# Task goal
Your answer must be an exact transcription of every entry.

——

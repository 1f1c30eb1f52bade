use std::sync::Arc;

use waypoint_router::RouteParams;

use crate::controller::DecoratedController;
use crate::handler::PageSummary;
use crate::options::RouteOptions;
use crate::page_ref::PageRef;
use crate::renderer::View;
use crate::state::Attachment;

/// Where the managed page is in its lifecycle
#[derive(Debug, Clone, Copy, PartialEq, Eq, Default)]
pub enum PagePhase {
    #[default]
    Empty,
    Constructed,
    Initialized,
    Loading,
    Mounted,
    Activated,
    Updating,
    Deactivated,
    Destroyed,
}

impl PagePhase {
    /// Whether the lifecycle may move from `self` to `next`
    pub fn can_transition_to(self, next: PagePhase) -> bool {
        use PagePhase::*;

        matches!(
            (self, next),
            (Empty, Constructed)
                | (Constructed, Initialized)
                | (Initialized, Loading)
                | (Loading, Mounted)
                | (Mounted, Activated)
                | (Mounted, Updating)
                | (Activated, Updating)
                | (Activated, Deactivated)
                | (Updating, Activated)
                | (Updating, Mounted)
                | (Updating, Deactivated)
                | (Constructed | Initialized | Loading | Mounted | Updating | Deactivated, Destroyed)
                | (Destroyed, Empty)
        )
    }
}

#[derive(Debug, Clone, Copy, Default, PartialEq, Eq)]
pub struct ActivationState {
    pub activated: bool,
}

/// The page currently under management.
#[derive(Default)]
pub struct ManagedPage {
    pub(super) controller_ref: Option<PageRef>,
    pub(super) view_ref: Option<PageRef>,
    pub(super) options: Option<RouteOptions>,
    pub(super) params: RouteParams,
    pub(super) controller: Option<DecoratedController>,
    pub(super) view: Option<Arc<dyn View>>,
    pub(super) attachment: Option<Attachment>,
    pub(super) phase: PagePhase,
    pub(super) state: ActivationState,
}

impl ManagedPage {
    pub fn controller_ref(&self) -> Option<&PageRef> {
        self.controller_ref.as_ref()
    }

    pub fn view_ref(&self) -> Option<&PageRef> {
        self.view_ref.as_ref()
    }

    pub fn options(&self) -> Option<&RouteOptions> {
        self.options.as_ref()
    }

    pub fn params(&self) -> &RouteParams {
        &self.params
    }

    pub fn controller(&self) -> Option<&DecoratedController> {
        self.controller.as_ref()
    }

    pub fn phase(&self) -> PagePhase {
        self.phase
    }

    pub fn is_activated(&self) -> bool {
        self.state.activated
    }

    pub fn is_empty(&self) -> bool {
        self.controller.is_none()
    }

    pub(super) fn summary(&self) -> Option<PageSummary> {
        Some(PageSummary {
            controller: self.controller_ref.clone()?,
            view: self.view_ref.clone()?,
            options: self.options.clone().unwrap_or_default(),
            params: self.params.clone(),
        })
    }
}

impl std::fmt::Debug for ManagedPage {
    fn fmt(&self, f: &mut std::fmt::Formatter<'_>) -> std::fmt::Result {
        f.debug_struct("ManagedPage")
            .field("controller", &self.controller_ref)
            .field("view", &self.view_ref)
            .field("params", &self.params)
            .field("phase", &self.phase)
            .field("state", &self.state)
            .finish()
    }
}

——

# Output for this exercise
repository 1f1c30eb1f52bade
use std::sync::Arc;

use waypoint_router::RouteParams;

use crate::controller::DecoratedController;
use crate::handler::PageSummary;
use crate::options::RouteOptions;
use crate::page_ref::PageRef;
use crate::renderer::View;
use crate::state::Attachment;

/// Where the managed page is in its lifecycle
#[derive(Debug, Clone, Copy, PartialEq, Eq, Default)]
pub enum PagePhase {
    #[default]
    Empty,
    Constructed,
    Initialized,
    Loading,
    Mounted,
    Activated,
    Updating,
    Deactivated,
    Destroyed,
}

impl PagePhase {
    /// Whether the lifecycle may move from `self` to `next`
    pub fn can_transition_to(self, next: PagePhase) -> bool {
        use PagePhase::*;

        matches!(
            (self, next),
            (Empty, Constructed)
                | (Constructed, Initialized)
                | (Initialized, Loading)
                | (Loading, Mounted)
                | (Mounted, Activated)
                | (Mounted, Updating)
                | (Activated, Updating)
                | (Activated, Deactivated)
                | (Updating, Activated)
                | (Updating, Mounted)
                | (Updating, Deactivated)
                | (Constructed | Initialized | Loading | Mounted | Updating | Deactivated, Destroyed)
                | (Destroyed, Empty)
        )
    }
}

#[derive(Debug, Clone, Copy, Default, PartialEq, Eq)]
pub struct ActivationState {
    pub activated: bool,
}

/// The page currently under management.
#[derive(Default)]
pub struct ManagedPage {
    pub(super) controller_ref: Option<PageRef>,
    pub(super) view_ref: Option<PageRef>,
    pub(super) options: Option<RouteOptions>,
    pub(super) params: RouteParams,
    pub(super) controller: Option<DecoratedController>,
    pub(super) view: Option<Arc<dyn View>>,
    pub(super) attachment: Option<Attachment>,
    pub(super) phase: PagePhase,
    pub(super) state: ActivationState,
}

impl ManagedPage {
    pub fn controller_ref(&self) -> Option<&PageRef> {
        self.controller_ref.as_ref()
    }

    pub fn view_ref(&self) -> Option<&PageRef> {
        self.view_ref.as_ref()
    }

    pub fn options(&self) -> Option<&RouteOptions> {
        self.options.as_ref()
    }

    pub fn params(&self) -> &RouteParams {
        &self.params
    }

    pub fn controller(&self) -> Option<&DecoratedController> {
        self.controller.as_ref()
    }

    pub fn phase(&self) -> PagePhase {
        self.phase
    }

    pub fn is_activated(&self) -> bool {
        self.state.activated
    }

    pub fn is_empty(&self) -> bool {
        self.controller.is_none()
    }

    pub(super) fn summary(&self) -> Option<PageSummary> {
        Some(PageSummary {
            controller: self.controller_ref.clone()?,
            view: self.view_ref.clone()?,
            options: self.options.clone().unwrap_or_default(),
            params: self.params.clone(),
        })
    }
}

impl std::fmt::Debug for ManagedPage {
    fn fmt(&self, f: &mut std::fmt::Formatter<'_>) -> std::fmt::Result {
        f.debug_struct("ManagedPage")
            .field("controller", &self.controller_ref)
            .field("view", &self.view_ref)
            .field("params", &self.params)
            .field("phase", &self.phase)
            .field("state", &self.state)
            .finish()
    }
}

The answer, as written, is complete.